ISL1 promoted tumorigenesis and EMT via Aurora kinase A-induced activation of PI3K/AKT signaling pathway in neuroblastoma.

Neuroblastoma (NB) is the most common extracranial solid malignancy in children and its mortality rate is relatively high. However, driver genes of NB are not clearly identified. Using bioinformatics analysis, we determined the top 8 differentially expressed genes (DEGs) in NB, including GFAP, PAX6, FOXG1, GAD1, PTPRC, ISL1, GRM5, and GATA3. Insulin gene enhancer binding protein 1 (ISL1) is a LIM homeodomain transcription factor which has been found to be highly expressed in a variety of malignant tumors, but the function of ISL1 in NB has not been fully elucidated.

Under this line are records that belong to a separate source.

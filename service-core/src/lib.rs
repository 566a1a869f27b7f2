//! service-core: Shared infrastructure for the relay workspace.
pub mod config;
pub mod error;
pub mod middleware;
pub mod observability;

pub use axum;
pub use tracing;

We identified ISL1 as an oncogene in NB. ISL1 is preferentially upregulated in NB tissues compared with normal tissues. High ISL1 expression is significantly associated with poor outcome of NB patients. Knockdown of ISL1 markedly represses proliferation and induces cell apoptosis in vitro, and suppresses tumorigenicity in vivo, while overexpression of ISL1 has the opposite effects. Mechanistically, we demonstrate that ISL1 promotes cell proliferation and EMT transformation through PI3K/AKT signaling pathway by upregulating Aurora kinase A (AURKA), a serine-threonine kinase that is essential for the survival of NB cells. The blockade of AURKA attenuates the function of ISL1 overexpression in the regulation of cell proliferation and migration, Conclusively, this study showed that ISL1 targeted AURKA to facilitate the development of NB, which provided new insights into the tumorigenesis of NB. Thus, ISL1 may be a promising therapeutic target in the future.